Wilson Poh, 53 , has just returned from holiday. Soon, he will be travelling again – this time with his wife and two children. He says it is a retirement treat he gives himself now and then.
Poh is not your typical workaholic. He has decided to retire at the ripe early age of 53 – something out of the ordinary for a middle-income manager.
He puts it all down to a carefully crafted, decades-long investment plan.
“It is impossible to retire as a salaried worker. You need something else – a small business, an investment maybe – because the cost of living is simply too high.”
Poh can easily qualify to be the poster boy for a recent DBS survey which revealed that middle-income retirees would outlive their savings in 13 years. The survey revealed that 73 per cent of respondents plan to retire between the ages of 55 and 65 with savings of $571,715 on average.
They hope to spend $3,500 a month in their retirement which means their savings will run out in 13 years, according to DBS.
Will this mean the death of the middle-class, or the birth of a new middle-class in Singapore, where everyone has to invest, or start a business on the side, in order to retire before they kick the bucket?
Poh started investing in his late 20s when he bought his matrimonial home. He took a housing loan – but he quickly sold his property when it went en bloc and paid off his loan. With the little profit he made, he bought another property.
Wash, rinse, and repeat. At his peak, Poh had three properties under his name.
“I think we have to come to terms with the fact that we have to be financially independent [in order to] retire. We got to re-examine our lifestyle and ask what are we living for and what is important to us – and make plans for that.”
The DBS survey showed that while retirement is a priority for most people, only 49 per cent actually have a financial plan in place.
Regional economist at CIMB Song Seng Wun believes one reason may be “the younger generation is not saving enough. They may be spending more now because they have the flexibilities and opportunities to do so.”
Compare them to the previous generation. There are more choices in terms of career, income and material luxuries these days, he says.
“When you have an environment where there are diverse jobs and income growth, there is a certain degree of confidence to spend.”
But the future is not bleak, he insists.
“There are opportunities to upgrade yourself. One way is to invest. To do that you must be financially savvy. You can take basic financial classes. By generating income [through investments], it is one way to overcome this problem.”
On the contrary, Poh feels the current generation is in for a rough ride.
“When I bought my first property, I paid it off in 10 years. Now properties are at least more than $1 million. It is impossible for people to generate that kind of money to invest so easily.”
Dr Teoh Ren Shang, 35, remarks that balancing off investments, loans and family obligations is challenging.

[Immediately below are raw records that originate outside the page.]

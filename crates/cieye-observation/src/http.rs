//! HTTP transport backed by `reqwest`
//!
//! Each contact owns one pooled `reqwest::Client`, so resolving a contact
//! once and reusing it keeps connections alive across polls.

use std::sync::Arc;

use async_trait::async_trait;
use reqwest::header::ACCEPT;
use tracing::{debug, warn};

use crate::codebook::CodeBook;
use crate::error::TransportError;
use crate::network::{CommunicationNetwork, Contact};
use crate::Result;

/// Network that resolves code books into HTTP contacts
#[derive(Debug, Clone, Default)]
pub struct HttpNetwork;

impl HttpNetwork {
    pub fn new() -> Self {
        Self
    }
}

impl CommunicationNetwork for HttpNetwork {
    fn make_contact(&self, code_book: &CodeBook) -> Result<Arc<dyn Contact>> {
        let contact: Arc<dyn Contact> = Arc::new(HttpContact::new(code_book.clone())?);
        Ok(contact)
    }
}

/// Contact issuing plain GET requests
#[derive(Debug, Clone)]
pub struct HttpContact {
    client: reqwest::Client,
    code_book: CodeBook,
}

impl HttpContact {
    /// Create a contact for the given code book
    pub fn new(code_book: CodeBook) -> Result<Self> {
        let client = reqwest::Client::builder()
            .user_agent(code_book.user_agent.clone())
            .timeout(code_book.timeout)
            .build()
            .map_err(|e| TransportError::Client(e.to_string()))?;

        Ok(HttpContact { client, code_book })
    }

    /// The code book this contact was resolved from
    pub fn code_book(&self) -> &CodeBook {
        &self.code_book
    }
}

#[async_trait]
impl Contact for HttpContact {
    async fn fetch(&self, url: &str) -> Result<String> {
        debug!(event = "transport.fetch", url = %url, accept = %self.code_book.accept);

        let response = self
            .client
            .get(url)
            .header(ACCEPT, self.code_book.accept.as_str())
            .send()
            .await
            .map_err(|e| request_failed(url, e))?;

        let status = response.status();
        if !status.is_success() {
            warn!(event = "transport.fetch_failed", url = %url, status = status.as_u16());
            return Err(TransportError::Status {
                url: url.to_string(),
                status: status.as_u16(),
            });
        }

        let body = response.text().await.map_err(|e| request_failed(url, e))?;
        if body.trim().is_empty() {
            warn!(event = "transport.fetch_failed", url = %url, reason = "empty body");
            return Err(TransportError::Empty {
                url: url.to_string(),
            });
        }
        Ok(body)
    }
}

fn request_failed(url: &str, err: reqwest::Error) -> TransportError {
    warn!(event = "transport.fetch_failed", url = %url, error = %err);
    if err.is_connect() {
        TransportError::NoResponse {
            url: url.to_string(),
        }
    } else {
        TransportError::Request {
            url: url.to_string(),
            message: err.to_string(),
        }
    }
}
//! CI-Eye Observation: Network Abstraction for CI Spies
//!
//! This crate provides the transport layer that CI spies observe servers
//! through. A spy never issues HTTP requests itself; it asks a
//! [`CommunicationNetwork`] to resolve a [`CodeBook`] into a reusable
//! [`Contact`], and fetches raw content through that contact.
//!
//! ## Key Components
//!
//! - `CodeBook`: endpoint descriptor (accepted media type, user agent, timeout)
//! - `CommunicationNetwork` / `Contact`: the injectable transport seam
//! - `HttpNetwork`: production network backed by `reqwest`
//! - `fakes`: in-memory network and contact mapping URLs to canned responses
//! - `telemetry`: tracing subscriber initialisation for binaries

mod codebook;
mod error;
pub mod fakes;
mod http;
mod network;
pub mod telemetry;

pub use codebook::CodeBook;
pub use error::TransportError;
pub use http::{HttpContact, HttpNetwork};
pub use network::{CommunicationNetwork, Contact};

/// Result type for transport operations
pub type Result<T> = std::result::Result<T, TransportError>;
//! Liveness provider trait definitions
//!
//! Source-agnostic contract consumed by the supervisor loop.

use async_trait::async_trait;
use thiserror::Error;

/// Errors raised while checking liveness or resolving a stream URL
#[derive(Error, Debug)]
pub enum ProviderError {
    #[error("Network error: {0}")]
    Network(String),

    #[error("Parse error: {0}")]
    Parse(String),

    #[error("Probe failed: {0}")]
    Probe(String),

    #[error(transparent)]
    Other(#[from] anyhow::Error),
}

/// A live source that can be polled for broadcast status
#[async_trait]
pub trait LivenessProvider: Send + Sync {
    /// Display name of the room or channel
    fn live_room_name(&self) -> &str;

    /// Canonical page URL of the source
    fn live_url(&self) -> &str;

    /// Whether the source is broadcasting right now
    async fn is_live(&self) -> Result<bool, ProviderError>;

    /// Current playable stream URL
    async fn resolve_stream_url(&self) -> Result<String, ProviderError>;
}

Teoh has a one-year-old son and is still paying off his housing loan. He works as a doctor in a community hospital and considers himself a middle-income earner.
“Doctors are not high earners, unless you are high up in the hierarchy. People like me are in the middle class and we are being squeezed.
“Living cost is getting higher and salaries are not catching up. We are not getting the bang for our buck. What worries me the most is the government might not be in tune with what we are experiencing.
“I visited my MP to complain about the bees in my unit recently. He kind of said that I am a doctor, and I surely can afford to turn on the air-conditioner the whole day to keep the bees out. I can’t afford that! It’s expensive.”
He does not believe that investments are the only way to generate income for retirement. He has only dabbled in some low-risk investments so far.
“I do feel like the new poor sometimes. I feel insecure and that I do not have enough. I have to watch my bills all the time.”
He is hopeful that there will be new economic opportunities in the future, especially in his medical career.
Calvin Goh, 44, also has his doubts about investments.
“I saw how my father lose his entire CPF savings because of investments. So I rather trust reputable low-risk investments. I don’t want to end up like my father.”
A middle-income earner, the workplace safety and health officer says he has yet to come up with a plan for his golden years.
“I doubt I can retire. The total cost of my HDB flat is $350,000, which means by my second appointment, all my CPF savings will be wiped out and I still have to take God-knows how many years of loan.
The last word goes to economist Song: “If you aspire for more, you must be sharp, smart and nimble enough to know how and where to invest. And be prepared for outcomes that may not be what you planned for.”